DNA Gene Gone Rogue Could Help 30% of Cancer Patients

A DNA repair gene that's supposed to protect your cells just revealed an unexpected superpower for fighting cancer.

Researchers at Penn State College of Medicine found that when cells produce too much of a gene called EXO1, it switches from helpful repairman to reckless saboteur. Instead of fixing DNA damage, excess EXO1 starts cutting apart healthy DNA structures, destabilizing cells in ways that can lead to cancer.

Here's where it gets interesting. The team discovered that EXO1 is overproduced in 20% to 30% of breast and ovarian cancers, plus melanoma, testicular, cervical, and liver cancers.

When EXO1 goes into overdrive, these tumors start behaving exactly like cancers caused by BRCA mutations—the inherited genetic changes that dramatically increase breast and ovarian cancer risk. But in this case, no BRCA mutation is present at all.

Think of EXO1 as molecular scissors. In normal amounts, it carefully trims damaged DNA during repairs. But when cells make too much, those scissors start snipping everything in sight, creating dangerous breaks in the genetic code.

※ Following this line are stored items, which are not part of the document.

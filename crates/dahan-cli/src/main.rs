//! `dahan`: record Spirit Island games and keep their master data in sync.
//!
//! # Usage
//!
//! ```
//! dahan sync --force
//! dahan options spirits
//! dahan record game.json
//! dahan export --out games.csv
//! ```

mod commands;
mod config;

use std::path::PathBuf;

use anyhow::Context as _;
use clap::{Parser, Subcommand, ValueEnum};
use dahan_core::dimension::{GameId, SpiritId};
use dahan_sheets::SheetSource;
use dahan_store_sqlite::SqliteStore;
use tracing::level_filters::LevelFilter;
use tracing_subscriber::EnvFilter;

use crate::config::AppConfig;

// ─── CLI args ─────────────────────────────────────────────────────────────────

#[derive(Parser)]
#[command(name = "dahan", author, version, about = "Spirit Island score tracker")]
struct Cli {
  /// Path to the TOML configuration file.
  #[arg(short, long, default_value = "dahan.toml")]
  config: PathBuf,

  #[command(subcommand)]
  command: Command,
}

#[derive(Subcommand)]
enum Command {
  /// Create the database if needed and print its location.
  Init,

  /// Pull master data from the configured sheets.
  Sync {
    /// Replace tables that already hold rows.
    #[arg(long)]
    force: bool,
  },

  /// List the choices available when recording a game.
  Options {
    #[command(subcommand)]
    kind: OptionKind,
  },

  /// Record a game from a JSON draft (`-` for stdin).
  Record { file: PathBuf },

  /// Show recorded games, newest first.
  List {
    #[arg(long)]
    json: bool,
  },

  /// Write all games as CSV.
  Export {
    #[arg(short, long, value_name = "FILE")]
    out: Option<PathBuf>,
  },

  /// Write a raw fact table as CSV.
  ExportRaw {
    table: RawTable,

    #[arg(short, long, value_name = "FILE")]
    out: Option<PathBuf>,
  },

  /// Delete a game and its event rows.
  Delete { id: i64 },
}

#[derive(Subcommand)]
enum OptionKind {
  Spirits,
  Aspects {
    #[arg(long)]
    spirit: i64,
  },
  Adversaries,
  Scenarios,
}

#[derive(Clone, Copy, ValueEnum)]
enum RawTable {
  Games,
  Events,
}

// ─── Entry point ──────────────────────────────────────────────────────────────

#[tokio::main]
async fn main() -> anyhow::Result<()> {
  tracing_subscriber::fmt()
    .with_env_filter(
      EnvFilter::builder()
        .with_default_directive(LevelFilter::INFO.into())
        .from_env_lossy(),
    )
    .with_writer(std::io::stderr)
    .init();

  let cli = Cli::parse();
  let cfg = AppConfig::load(&cli.config)?;

  if let Some(parent) = cfg.store_path.parent()
    && !parent.as_os_str().is_empty()
  {
    std::fs::create_dir_all(parent)
      .with_context(|| format!("failed to create {}", parent.display()))?;
  }
  let store = SqliteStore::open(&cfg.store_path)
    .await
    .with_context(|| format!("failed to open store at {:?}", cfg.store_path))?;

  let source = SheetSource::new(cfg.sources.clone(), cfg.fetch_timeout())
    .context("failed to set up master data source")?;

  match cli.command {
    Command::Init => {
      println!("store ready at {}", cfg.store_path.display());
    }
    Command::Sync { force } => commands::sync(&store, &source, force).await?,
    Command::Options { kind } => {
      commands::startup_sync(&store, &source).await;
      match kind {
        OptionKind::Spirits => commands::spirits(&store).await?,
        OptionKind::Aspects { spirit } => commands::aspects(&store, SpiritId(spirit)).await?,
        OptionKind::Adversaries => commands::adversaries(&store).await?,
        OptionKind::Scenarios => commands::scenarios(&store).await?,
      }
    }
    Command::Record { file } => {
      commands::startup_sync(&store, &source).await;
      commands::record(&store, &file).await?;
    }
    Command::List { json } => commands::list(&store, json).await?,
    Command::Export { out } => commands::export(&store, out.as_deref()).await?,
    Command::ExportRaw { table, out } => {
      commands::export_raw(&store, matches!(table, RawTable::Events), out.as_deref()).await?
    }
    Command::Delete { id } => commands::delete(&store, GameId(id)).await?,
  }

  Ok(())
}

Lead researcher Alexandra Nusawardhana found that excess EXO1 damages DNA through two main pathways, both creating toxic lesions that make cancer cells more fragile. "We ultimately think this is what makes the tumor more sensitive to chemotherapy and increases cell death," she explained.

The team tested whether these EXO1-overexpressing tumors would respond to olaparib, a drug designed for BRCA-mutant cancers that's known for having fewer side effects than traditional chemotherapy. The tumors were highly sensitive to the treatment.

The Bright Side

This discovery could expand access to gentler, more targeted cancer treatments for thousands of patients who wouldn't otherwise qualify for them.

"The same drugs that are reserved for treating BRCA-mutant tumors could potentially be used to treat EXO1-overexpressing tumors," said senior researcher George-Lucian Moldovan, professor of molecular and precision medicine. "It would expand the applicability of those drugs."

Right now, only patients with confirmed BRCA mutations can access certain targeted therapies. Testing for EXO1 levels could identify many more patients whose cancers share the same vulnerabilities, opening the door to more personalized treatment plans with better outcomes.

The research team analyzed tumor data from The Cancer Genome Atlas and found elevated EXO1 especially common in basal-like breast cancer, an aggressive form of the disease that's historically difficult to treat.

Unlike BRCA mutations, EXO1 overexpression isn't inherited and researchers don't yet know if it directly causes cancer. But as a biomarker, it could help doctors predict which patients will respond best to specific treatments.

Sometimes a gene's weakness becomes medicine's strength.